Northern mulgara
- Conservation status: Extinct (IUCN 3.1)

Scientific classification
- Kingdom: Animalia
- Phylum: Chordata
- Class: Mammalia
- Infraclass: Marsupialia
- Order: Dasyuromorphia
- Family: Dasyuridae
- Genus: Dasycercus
- Species: †D. woolleyae
- Binomial name: †Dasycercus woolleyae Newman-Martin & Travouillon, 2023

= Northern mulgara =

- Genus: Dasycercus
- Species: woolleyae
- Authority: Newman-Martin & Travouillon, 2023
- Conservation status: EX

Extinct species of marsupial

The northern mulgara (Dasycercus woolleyae) is an extinct species of mulgara that was first described in 2023. The species is named after Dr. Patricia Woolley who previously worked on the genus Dasycercus, and has worked extensively with Australian dasyurids. It was last seen in 1962 and declared extinct by the IUCN in 2026.

== Description ==
The northern mulgara was externally very similar to the brush-tailed mulgara, with some individuals displaying the signature brushed tail.

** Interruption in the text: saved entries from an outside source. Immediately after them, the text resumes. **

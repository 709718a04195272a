//! Application configuration types.
//!
//! The top-level [`Config`] struct is deserialized from JSON and carries the
//! server, storage, tool, and conversion settings. Every section defaults
//! sensibly so an empty `{}` file (or no file at all) is valid.

use serde::{Deserialize, Serialize};
use std::path::{Path, PathBuf};

use crate::error::Result;
use crate::Error;

/// Default upload ceiling: 500 MiB.
pub const DEFAULT_MAX_UPLOAD_BYTES: u64 = 500 * 1024 * 1024;

// ---------------------------------------------------------------------------
// Top-level Config
// ---------------------------------------------------------------------------

/// Root application configuration.
#[derive(Debug, Clone, Default, Serialize, Deserialize)]
#[serde(default)]
pub struct Config {
    pub server: ServerConfig,
    pub storage: StorageConfig,
    pub tools: ToolsConfig,
    pub conversion: ConversionConfig,
}

impl Config {
    /// Deserialize a `Config` from a JSON string.
    pub fn from_json(json_str: &str) -> Result<Self> {
        serde_json::from_str(json_str)
            .map_err(|e| Error::Validation(format!("config parse error: {e}")))
    }

    /// Load configuration from a file path, falling back to defaults if the
    /// path is `None` or the file does not exist.
    pub fn load_or_default(path: Option<&Path>) -> Self {
        let Some(path) = path else {
            return Self::default();
        };

        match std::fs::read_to_string(path) {
            Ok(contents) => Self::from_json(&contents).unwrap_or_else(|e| {
                tracing::warn!("Failed to parse config file {}: {e}", path.display());
                Self::default()
            }),
            Err(e) if e.kind() == std::io::ErrorKind::NotFound => {
                tracing::info!("No config file at {}; using defaults", path.display());
                Self::default()
            }
            Err(e) => {
                tracing::warn!("Failed to read config file {}: {e}", path.display());
                Self::default()
            }
        }
    }

    /// Apply `PORT` and `MEDIACONV_HOST` from the process environment.
    pub fn apply_env_overrides(&mut self) {
        self.apply_overrides_from(|key| std::env::var(key).ok());
    }

    /// Apply overrides using an arbitrary variable lookup.
    pub fn apply_overrides_from<F>(&mut self, lookup: F)
    where
        F: Fn(&str) -> Option<String>,
    {
        if let Some(raw) = lookup("PORT") {
            match raw.trim().parse::<u16>() {
                Ok(port) => self.server.port = port,
                Err(_) => tracing::warn!("Ignoring unparseable PORT value '{raw}'"),
            }
        }

        if let Some(host) = lookup("MEDIACONV_HOST") {
            let host = host.trim();
            if !host.is_empty() {
                self.server.host = host.to_string();
            }
        }
    }

    /// Return a list of validation warnings (non-fatal issues).
    pub fn validate(&self) -> Vec<String> {
        let mut warnings = Vec::new();

        if self.server.port == 0 {
            warnings.push("server.port is 0; a random port will be assigned".into());
        }

        if self.storage.max_upload_bytes == 0 {
            warnings.push("storage.max_upload_bytes is 0; every upload will be rejected".into());
        }

        if self.storage.upload_dir == self.storage.output_dir {
            warnings.push(format!(
                "storage.upload_dir and storage.output_dir are both {}",
                self.storage.upload_dir.display()
            ));
        }

        if self.conversion.timeout_secs == 0 {
            warnings.push("conversion.timeout_secs is 0; every conversion will time out".into());
        }

        let codecs = [
            ("audio_codec", &self.conversion.audio_codec),
            ("video_codec", &self.conversion.video_codec),
            ("video_audio_codec", &self.conversion.video_audio_codec),
        ];
        for (name, value) in codecs {
            if value.trim().is_empty() {
                warnings.push(format!("conversion.{name} is empty"));
            }
        }

        warnings
    }
}

// ---------------------------------------------------------------------------
// Sub-configs
// ---------------------------------------------------------------------------

/// HTTP server settings.
#[derive(Debug, Clone, Serialize, Deserialize)]
#[serde(default)]
pub struct ServerConfig {
    pub host: String,
    pub port: u16,
    /// Front-end bundle served for unmatched routes, when present on disk.
    pub static_dir: Option<PathBuf>,
}

impl Default for ServerConfig {
    fn default() -> Self {
        Self {
            host: "0.0.0.0".into(),
            port: 3000,
            static_dir: Some(PathBuf::from("public")),
        }
    }
}

/// Working directories and upload limits.
#[derive(Debug, Clone, Serialize, Deserialize)]
#[serde(default)]
pub struct StorageConfig {
    /// Incoming uploads land here until converted.
    pub upload_dir: PathBuf,
    /// Converted artifacts are published from here.
    pub output_dir: PathBuf,
    pub max_upload_bytes: u64,
}

impl Default for StorageConfig {
    fn default() -> Self {
        Self {
            upload_dir: PathBuf::from("temp_uploads"),
            output_dir: PathBuf::from("converted"),
            max_upload_bytes: DEFAULT_MAX_UPLOAD_BYTES,
        }
    }
}

/// Paths to external CLI tools.
#[derive(Debug, Clone, Default, Serialize, Deserialize)]
#[serde(default)]
pub struct ToolsConfig {
    pub ffmpeg_path: Option<PathBuf>,
}

/// Encoder settings for the two supported outputs.
#[derive(Debug, Clone, Serialize, Deserialize)]
#[serde(default)]
pub struct ConversionConfig {
    /// Codec for audio-only output.
    pub audio_codec: String,
    pub audio_bitrate: String,
    pub video_codec: String,
    /// Audio codec used inside re-encoded video.
    pub video_audio_codec: String,
    pub video_preset: String,
    /// Engine runs longer than this are killed.
    pub timeout_secs: u64,
}

impl Default for ConversionConfig {
    fn default() -> Self {
        Self {
            audio_codec: "libmp3lame".into(),
            audio_bitrate: "192k".into(),
            video_codec: "libx264".into(),
            video_audio_codec: "aac".into(),
            video_preset: "fast".into(),
            timeout_secs: 3600,
        }
    }
}

#[cfg(test)]
mod tests {
    use super::*;
    use std::collections::HashMap;

    #[test]
    fn default_config_is_valid() {
        let cfg = Config::default();
        assert_eq!(cfg.server.host, "0.0.0.0");
        assert_eq!(cfg.server.port, 3000);
        assert_eq!(cfg.storage.upload_dir, PathBuf::from("temp_uploads"));
        assert_eq!(cfg.storage.output_dir, PathBuf::from("converted"));
        assert_eq!(cfg.storage.max_upload_bytes, 500 * 1024 * 1024);
        assert_eq!(cfg.conversion.audio_codec, "libmp3lame");
        assert_eq!(cfg.conversion.audio_bitrate, "192k");
        assert_eq!(cfg.conversion.video_codec, "libx264");
        assert_eq!(cfg.conversion.video_audio_codec, "aac");
        assert_eq!(cfg.conversion.video_preset, "fast");
    }

    #[test]
    fn default_config_no_warnings() {
        let warnings = Config::default().validate();
        assert!(warnings.is_empty(), "unexpected warnings: {:?}", warnings);
    }

    #[test]
    fn shared_directories_warn() {
        let mut cfg = Config::default();
        cfg.storage.output_dir = cfg.storage.upload_dir.clone();
        let warnings = cfg.validate();
        assert!(warnings.iter().any(|w| w.contains("upload_dir")));
    }

    #[test]
    fn empty_codec_warns() {
        let mut cfg = Config::default();
        cfg.conversion.video_codec = " ".into();
        let warnings = cfg.validate();
        assert!(warnings.iter().any(|w| w.contains("video_codec")));
    }

    #[test]
    fn parse_json_config() {
        let json = r#"{"server": {"port": 9090}, "storage": {"max_upload_bytes": 10}}"#;
        let cfg = Config::from_json(json).unwrap();
        assert_eq!(cfg.server.port, 9090);
        assert_eq!(cfg.storage.max_upload_bytes, 10);
        assert_eq!(cfg.storage.output_dir, PathBuf::from("converted"));
    }

    #[test]
    fn parse_invalid_json_is_validation_error() {
        let err = Config::from_json("{not json").unwrap_err();
        assert!(matches!(err, Error::Validation(_)));
    }

    #[test]
    fn load_or_default_with_missing_file() {
        let cfg = Config::load_or_default(Some(Path::new("/nonexistent/config.json")));
        assert_eq!(cfg.server.port, 3000);
    }

    #[test]
    fn load_or_default_reads_file() {
        let dir = tempfile::tempdir().unwrap();
        let path = dir.path().join("config.json");
        std::fs::write(&path, r#"{"tools": {"ffmpeg_path": "/opt/ffmpeg"}}"#).unwrap();

        let cfg = Config::load_or_default(Some(&path));
        assert_eq!(cfg.tools.ffmpeg_path, Some(PathBuf::from("/opt/ffmpeg")));
    }

    #[test]
    fn port_env_override() {
        let env: HashMap<&str, &str> = [("PORT", "8081"), ("MEDIACONV_HOST", "127.0.0.1")].into();
        let mut cfg = Config::default();
        cfg.apply_overrides_from(|k| env.get(k).map(|v| v.to_string()));
        assert_eq!(cfg.server.port, 8081);
        assert_eq!(cfg.server.host, "127.0.0.1");
    }

    #[test]
    fn bad_port_env_is_ignored() {
        let mut cfg = Config::default();
        cfg.apply_overrides_from(|k| (k == "PORT").then(|| "eighty".to_string()));
        assert_eq!(cfg.server.port, 3000);
    }
}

However, some individuals of the northern mulgara had also been observed with a crested tail, indicating that the character is polymorphic.

== Distribution ==
Museum specimens of the northern mulgara have been collected in the Tanami Desert, Simpson Desert, Gibson Desert, and Great Sandy Desert. A large collection of specimens are from the Otto Lipfert Canning Stock Route expeditions in 1930-1931. Here the northern mulgara (at the time believed to be the crest-tailed mulgara) and the brush-tailed mulgara were observed living in sympatry, with the northern mulgara living in dune crests.